Tant qu’il fait chaud, les charançons ne quittent point le tas de blé dont ils se sont emparés, à moins qu’on ne les oblige à en déloger & à l’abandonner, en le remuant avec des pelles ou en le passant au crible. Dès que les matinées commencent à devenir fraîches, tous les charançons, jeunes & vieux, abandonnent les monceaux de blé, qui ne sont plus une retraite assez chaude pour eux : ils se retirent dans les fentes des murs, dans les gerçures des bois des planchers ; ou en trouve quelquefois derrière les tapisseries, dans les cheminées ; enfin par-tout où ils peuvent trouver une retraite assurée, qui les garantisse du froid qui les fait fuir des greniers. Ceux qui naissent quand il commence à faire froid, périssent ordinairement avant d’avoir gagné un asyle où ils puissent braver la rigueur de la saison. Au retour du printemps, ils sortent de leurs retraites pour aller chercher les tas de blé qu’ils ont abandonnés pendant l’hiver : cette saison est ordinairement celle où ils font les plus grands dégâts, parce que leur ponte va commencer, & qu’il semble qu’ils veulent se dédommager du temps qu’ils ont perdu lorsqu’il faisoit froid.

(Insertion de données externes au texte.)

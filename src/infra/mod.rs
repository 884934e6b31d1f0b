//! Infrastructure adapters and runtime bootstrap.

pub mod db;
pub mod error;
pub mod http;
pub mod render;
pub mod telemetry;
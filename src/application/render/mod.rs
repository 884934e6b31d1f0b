//! Deck image rendering.
//!
//! The coordinator owns every write to a deck's image fields: it flips the
//! rendering flag, races the configured backends and stores the winner, and
//! always clears the flag again when no backend succeeds. The poller is the
//! read side for callers that must not start a render themselves.

mod backend;
mod coordinator;
mod flight;
mod poller;

pub use backend::{
    RaceError, RaceWinner, RenderBackend, RenderBackendError, RenderJob, race_backends,
};
pub use coordinator::{RenderCoordinator, RenderError};
pub use flight::InFlightRenders;
pub use poller::RenderPoller;
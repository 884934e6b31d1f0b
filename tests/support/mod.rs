#![allow(dead_code)]

use std::collections::{HashMap, HashSet};
use std::sync::atomic::{AtomicUsize, Ordering};
use std::sync::{Arc, Mutex};
use std::time::Duration;

use async_trait::async_trait;
use bytes::Bytes;
use time::OffsetDateTime;

use deckshelf::application::decks::DeckService;
use deckshelf::application::render::{
    RenderBackend, RenderBackendError, RenderCoordinator, RenderJob, RenderPoller,
};
use deckshelf::application::repos::{
    DeckUpdate, DeckViewsRepo, DecksRepo, MostViewedQuery, NewDeckParams, RepoError,
};
use deckshelf::application::shortid::ShortidAllocator;
use deckshelf::application::views::DeckViewService;
use deckshelf::domain::deckcode::{
    Card, CardEntry, DeckcodeParser, Faction, RuneterraDeckcodes, encode_deck,
};
use deckshelf::domain::entities::{DeckInfo, DeckRecord, DeckRef, DeckViewCount};
use deckshelf::domain::shortid::ShortidPolicy;

pub const IMAGE_VERSION: &str = "2.0";
pub const POLL_ATTEMPTS: u32 = 10;
pub const POLL_INTERVAL: Duration = Duration::from_millis(500);

/// A valid 40 card Demacia/Ionia deck; `seed` varies the card numbers.
pub fn deckcode(seed: u64) -> String {
    let entries: Vec<CardEntry> = (0..14)
        .map(|index| CardEntry {
            card: Card::new(
                1,
                if index % 2 == 0 {
                    Faction::Demacia
                } else {
                    Faction::Ionia
                },
                seed * 100 + index + 1,
            ),
            count: if index < 12 { 3 } else { 2 },
        })
        .collect();
    encode_deck(&entries)
}

/// Decks kept in memory with the same uniqueness rules as the database.
#[derive(Default)]
pub struct InMemoryDecks {
    decks: Mutex<HashMap<String, DeckRecord>>,
    reads: AtomicUsize,
}

impl InMemoryDecks {
    pub fn insert(&self, record: DeckRecord) {
        self.decks
            .lock()
            .unwrap()
            .insert(record.deckcode.clone(), record);
    }

    pub fn get(&self, deckcode: &str) -> Option<DeckRecord> {
        self.decks.lock().unwrap().get(deckcode).cloned()
    }

    pub fn len(&self) -> usize {
        self.decks.lock().unwrap().len()
    }

    pub fn reads(&self) -> usize {
        self.reads.load(Ordering::SeqCst)
    }
}

pub fn record(deckcode: &str, shortid: &str) -> DeckRecord {
    DeckRecord {
        deckcode: deckcode.to_string(),
        shortid: shortid.to_string(),
        image: None,
        image_version: None,
        image_rendering: false,
        created_at: OffsetDateTime::UNIX_EPOCH,
        updated_at: OffsetDateTime::UNIX_EPOCH,
    }
}

fn apply(record: &mut DeckRecord, update: DeckUpdate) {
    if let Some(image) = update.image {
        record.image = Some(image);
    }
    if let Some(version) = update.image_version {
        record.image_version = Some(version);
    }
    if let Some(rendering) = update.image_rendering {
        record.image_rendering = rendering;
    }
    record.updated_at = OffsetDateTime::now_utc();
}

#[async_trait]
impl DecksRepo for InMemoryDecks {
    async fn find_by_code(&self, deckcode: &str) -> Result<Option<DeckRecord>, RepoError> {
        self.reads.fetch_add(1, Ordering::SeqCst);
        Ok(self.get(deckcode))
    }

    async fn find_by_code_or_shortid(&self, value: &str) -> Result<Option<DeckRef>, RepoError> {
        let decks = self.decks.lock().unwrap();
        Ok(decks
            .values()
            .find(|deck| deck.deckcode == value || deck.shortid == value)
            .map(DeckRecord::to_ref))
    }

    async fn upsert_deck(
        &self,
        deckcode: &str,
        create: NewDeckParams,
        update: DeckUpdate,
    ) -> Result<DeckRecord, RepoError> {
        let mut decks = self.decks.lock().unwrap();
        if let Some(existing) = decks.get_mut(deckcode) {
            apply(existing, update);
            return Ok(existing.clone());
        }

        if decks.values().any(|deck| deck.shortid == create.shortid) {
            return Err(RepoError::Duplicate {
                constraint: "decks_shortid_key".into(),
            });
        }

        let now = OffsetDateTime::now_utc();
        let created = DeckRecord {
            deckcode: deckcode.to_string(),
            shortid: create.shortid,
            image: None,
            image_version: None,
            image_rendering: create.image_rendering,
            created_at: now,
            updated_at: now,
        };
        decks.insert(deckcode.to_string(), created.clone());
        Ok(created)
    }

    async fn update_deck(
        &self,
        deckcode: &str,
        update: DeckUpdate,
    ) -> Result<DeckRecord, RepoError> {
        let mut decks = self.decks.lock().unwrap();
        let deck = decks.get_mut(deckcode).ok_or(RepoError::NotFound)?;
        apply(deck, update);
        Ok(deck.clone())
    }

    async fn existing_shortids(
        &self,
        candidates: &[String],
    ) -> Result<HashSet<String>, RepoError> {
        let decks = self.decks.lock().unwrap();
        Ok(decks
            .values()
            .filter(|deck| candidates.contains(&deck.shortid))
            .map(|deck| deck.shortid.clone())
            .collect())
    }
}

/// Distinct viewers per deck plus the parsed deck facts.
#[derive(Default)]
pub struct InMemoryViews {
    viewers: Mutex<HashMap<String, HashSet<String>>>,
    info: Mutex<HashMap<String, DeckInfo>>,
}

#[async_trait]
impl DeckViewsRepo for InMemoryViews {
    async fn increment_view(
        &self,
        deckcode: &str,
        client_address: &str,
        info: Option<&DeckInfo>,
    ) -> Result<(), RepoError> {
        self.viewers
            .lock()
            .unwrap()
            .entry(deckcode.to_string())
            .or_default()
            .insert(client_address.to_string());
        if let Some(info) = info {
            self.info
                .lock()
                .unwrap()
                .insert(deckcode.to_string(), info.clone());
        }
        Ok(())
    }

    async fn most_viewed(&self, query: &MostViewedQuery) -> Result<Vec<DeckViewCount>, RepoError> {
        let viewers = self.viewers.lock().unwrap();
        let info = self.info.lock().unwrap();

        let mut ranked: Vec<DeckViewCount> = viewers
            .iter()
            .filter_map(|(deckcode, clients)| {
                let facts = info.get(deckcode)?;
                let overlaps = query.factions.is_empty()
                    || facts.factions.iter().any(|f| query.factions.contains(f));
                (facts.total_count == 40 && overlaps).then(|| DeckViewCount {
                    deckcode: deckcode.clone(),
                    view_count: clients.len() as u64,
                })
            })
            .collect();
        ranked.sort_by(|a, b| {
            b.view_count
                .cmp(&a.view_count)
                .then_with(|| a.deckcode.cmp(&b.deckcode))
        });
        ranked.truncate(query.count as usize);
        Ok(ranked)
    }

    async fn view_counts(&self, deckcodes: &[String]) -> Result<HashMap<String, u64>, RepoError> {
        let viewers = self.viewers.lock().unwrap();
        Ok(deckcodes
            .iter()
            .filter_map(|code| {
                viewers
                    .get(code)
                    .map(|clients| (code.clone(), clients.len() as u64))
            })
            .collect())
    }
}

pub enum Script {
    Succeed(&'static [u8]),
    Fail(u16),
    Panic,
}

/// Backend that answers every job the same way after `delay`.
pub struct ScriptedBackend {
    name: &'static str,
    delay: Duration,
    script: Script,
    calls: AtomicUsize,
}

impl ScriptedBackend {
    pub fn new(name: &'static str, delay: Duration, script: Script) -> Arc<Self> {
        Arc::new(Self {
            name,
            delay,
            script,
            calls: AtomicUsize::new(0),
        })
    }

    pub fn calls(&self) -> usize {
        self.calls.load(Ordering::SeqCst)
    }
}

#[async_trait]
impl RenderBackend for ScriptedBackend {
    fn name(&self) -> &str {
        self.name
    }

    async fn render(&self, _job: &RenderJob) -> Result<Bytes, RenderBackendError> {
        self.calls.fetch_add(1, Ordering::SeqCst);
        tokio::time::sleep(self.delay).await;
        match self.script {
            Script::Succeed(image) => Ok(Bytes::from_static(image)),
            Script::Fail(status) => Err(RenderBackendError::Status {
                backend: self.name.to_string(),
                status,
            }),
            Script::Panic => panic!("{} blew up", self.name),
        }
    }
}

pub struct Harness {
    pub decks_repo: Arc<InMemoryDecks>,
    pub views_repo: Arc<InMemoryViews>,
    pub coordinator: RenderCoordinator,
    pub poller: RenderPoller,
    pub decks: Arc<DeckService>,
    pub views: Arc<DeckViewService>,
}

pub fn harness(backends: Vec<Arc<dyn RenderBackend>>) -> Harness {
    let decks_repo = Arc::new(InMemoryDecks::default());
    let views_repo = Arc::new(InMemoryViews::default());
    let repo: Arc<dyn DecksRepo> = decks_repo.clone();
    let parser: Arc<dyn DeckcodeParser> = Arc::new(RuneterraDeckcodes);

    let allocator = ShortidAllocator::new(repo.clone(), ShortidPolicy::default());
    let coordinator =
        RenderCoordinator::new(repo.clone(), allocator.clone(), backends, IMAGE_VERSION);
    let poller = RenderPoller::new(repo.clone(), IMAGE_VERSION, POLL_ATTEMPTS, POLL_INTERVAL);

    let decks = Arc::new(DeckService::new(
        repo,
        parser.clone(),
        allocator,
        coordinator.clone(),
        poller.clone(),
    ));
    let views = Arc::new(DeckViewService::new(views_repo.clone(), parser));

    Harness {
        decks_repo,
        views_repo,
        coordinator,
        poller,
        decks,
        views,
    }
}
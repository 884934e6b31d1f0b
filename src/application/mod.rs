//! Application services over the deck registry.

pub mod decks;
pub mod error;
pub mod render;
pub mod repos;
pub mod shortid;
pub mod views;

Lorsque la femelle fait sa ponte, elle ne choisit pas les grains qui sont les plus gros, parce que la larve qui ronge toujours devant elle, s’enfonceroit trop en avant : après sa métamorphose, elle auroit beaucoup de peine à sortir. C’est pour cette raison, qu’elles choisissent, dans un grenier, le blé qu’elles préfèrent aux autres grains d’un volume plus considérable. Une larve, logée dans un grain, est parfaitement à l’abri des injures de l’air, parce que les excrémens qu’elle fait, servent à fermer l’ouverture par où elle est entrée dans le grain : de sorte qu’on a beau remuer le blé, elle n’est point incommodée des différentes secousses qu’elle éprouve. Après sa dernière métamorphose, le charançon se trouve mal à son aise dans le grain où il est né, & où il a vécu pendant son état de ver : son premier soin, dès qu’il a quitté son fourreau de chrysalide, est de sortir du domicile qu’il a habité pendant son enfance ; il fait donc usage des serres qui sont au bout de sa trompe, pour ronger l’enveloppe du grain, afin de faire une ouverture assez grande pour sortir de sa prison.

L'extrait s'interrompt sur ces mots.